- **TASK GOAL**
In the data, find each line where the word "index" appears and list that line.
------ EXERCISE DATA
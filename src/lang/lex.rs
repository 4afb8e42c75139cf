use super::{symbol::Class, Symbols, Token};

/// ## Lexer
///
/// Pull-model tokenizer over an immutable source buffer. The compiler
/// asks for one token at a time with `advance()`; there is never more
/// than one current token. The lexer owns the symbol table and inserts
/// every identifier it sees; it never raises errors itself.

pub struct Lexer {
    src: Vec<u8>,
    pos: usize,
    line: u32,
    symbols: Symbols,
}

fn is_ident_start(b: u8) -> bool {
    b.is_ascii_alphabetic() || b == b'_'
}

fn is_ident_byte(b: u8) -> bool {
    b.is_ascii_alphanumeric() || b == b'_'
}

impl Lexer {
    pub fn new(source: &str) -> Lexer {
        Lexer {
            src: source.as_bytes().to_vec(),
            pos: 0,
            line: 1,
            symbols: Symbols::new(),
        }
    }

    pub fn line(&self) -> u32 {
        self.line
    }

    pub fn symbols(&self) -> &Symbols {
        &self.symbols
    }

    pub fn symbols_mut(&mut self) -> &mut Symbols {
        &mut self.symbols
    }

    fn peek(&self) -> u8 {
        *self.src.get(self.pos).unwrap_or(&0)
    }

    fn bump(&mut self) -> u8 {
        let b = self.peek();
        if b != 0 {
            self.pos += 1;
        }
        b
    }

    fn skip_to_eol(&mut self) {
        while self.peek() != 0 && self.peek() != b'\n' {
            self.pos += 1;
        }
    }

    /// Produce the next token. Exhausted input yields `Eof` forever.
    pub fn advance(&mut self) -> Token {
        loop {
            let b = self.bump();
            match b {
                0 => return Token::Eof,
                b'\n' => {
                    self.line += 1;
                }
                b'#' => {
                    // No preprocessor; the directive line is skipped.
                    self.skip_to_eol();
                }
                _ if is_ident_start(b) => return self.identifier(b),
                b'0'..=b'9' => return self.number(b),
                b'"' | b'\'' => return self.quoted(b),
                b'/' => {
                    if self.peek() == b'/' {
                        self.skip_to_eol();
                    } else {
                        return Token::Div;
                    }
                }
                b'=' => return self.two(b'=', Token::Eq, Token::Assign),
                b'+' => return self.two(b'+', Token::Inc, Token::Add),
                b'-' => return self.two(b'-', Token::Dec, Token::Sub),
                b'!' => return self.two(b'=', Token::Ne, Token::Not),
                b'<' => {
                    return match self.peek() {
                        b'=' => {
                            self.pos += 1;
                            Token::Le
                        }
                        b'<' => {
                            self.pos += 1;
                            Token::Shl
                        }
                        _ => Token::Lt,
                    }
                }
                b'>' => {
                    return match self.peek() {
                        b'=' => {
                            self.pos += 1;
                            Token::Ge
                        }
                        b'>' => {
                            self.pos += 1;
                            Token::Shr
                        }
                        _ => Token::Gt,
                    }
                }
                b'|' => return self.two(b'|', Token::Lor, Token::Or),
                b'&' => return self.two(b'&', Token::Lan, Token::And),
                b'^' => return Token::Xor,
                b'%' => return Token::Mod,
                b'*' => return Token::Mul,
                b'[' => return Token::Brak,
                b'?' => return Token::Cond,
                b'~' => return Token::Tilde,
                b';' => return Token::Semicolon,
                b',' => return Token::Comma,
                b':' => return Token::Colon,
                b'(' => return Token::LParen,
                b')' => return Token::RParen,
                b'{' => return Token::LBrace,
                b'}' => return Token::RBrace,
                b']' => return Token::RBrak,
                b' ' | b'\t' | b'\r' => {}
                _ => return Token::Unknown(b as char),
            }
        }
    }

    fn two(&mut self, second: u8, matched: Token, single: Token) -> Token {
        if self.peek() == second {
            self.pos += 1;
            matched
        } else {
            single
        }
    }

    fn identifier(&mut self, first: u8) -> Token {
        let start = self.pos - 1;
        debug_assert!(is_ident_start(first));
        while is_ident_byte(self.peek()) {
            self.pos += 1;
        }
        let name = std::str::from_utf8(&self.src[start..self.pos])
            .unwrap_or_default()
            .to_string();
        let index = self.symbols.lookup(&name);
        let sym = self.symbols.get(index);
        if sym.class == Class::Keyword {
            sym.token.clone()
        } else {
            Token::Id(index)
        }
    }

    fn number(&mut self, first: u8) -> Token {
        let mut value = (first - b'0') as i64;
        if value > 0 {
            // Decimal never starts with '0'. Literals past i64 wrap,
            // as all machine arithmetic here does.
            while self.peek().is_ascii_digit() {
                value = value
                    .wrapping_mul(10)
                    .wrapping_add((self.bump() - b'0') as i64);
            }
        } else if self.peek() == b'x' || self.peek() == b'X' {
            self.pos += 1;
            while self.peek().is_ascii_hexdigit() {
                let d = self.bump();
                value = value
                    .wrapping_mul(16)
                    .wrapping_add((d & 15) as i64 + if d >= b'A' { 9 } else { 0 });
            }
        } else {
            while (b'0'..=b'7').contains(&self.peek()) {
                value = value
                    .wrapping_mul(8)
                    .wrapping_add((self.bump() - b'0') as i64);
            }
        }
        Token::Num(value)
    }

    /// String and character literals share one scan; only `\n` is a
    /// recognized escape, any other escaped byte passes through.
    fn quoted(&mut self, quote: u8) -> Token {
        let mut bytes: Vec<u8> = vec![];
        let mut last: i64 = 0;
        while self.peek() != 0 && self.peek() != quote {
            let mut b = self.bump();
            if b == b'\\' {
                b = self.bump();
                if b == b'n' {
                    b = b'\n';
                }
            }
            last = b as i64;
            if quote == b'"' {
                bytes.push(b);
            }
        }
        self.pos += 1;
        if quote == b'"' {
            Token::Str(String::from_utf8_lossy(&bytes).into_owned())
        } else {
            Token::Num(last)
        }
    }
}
------------
- **OUTPUT OF THE EXERCISE**
        let index = self.symbols.lookup(&name);
        let sym = self.symbols.get(index);
            Token::Id(index)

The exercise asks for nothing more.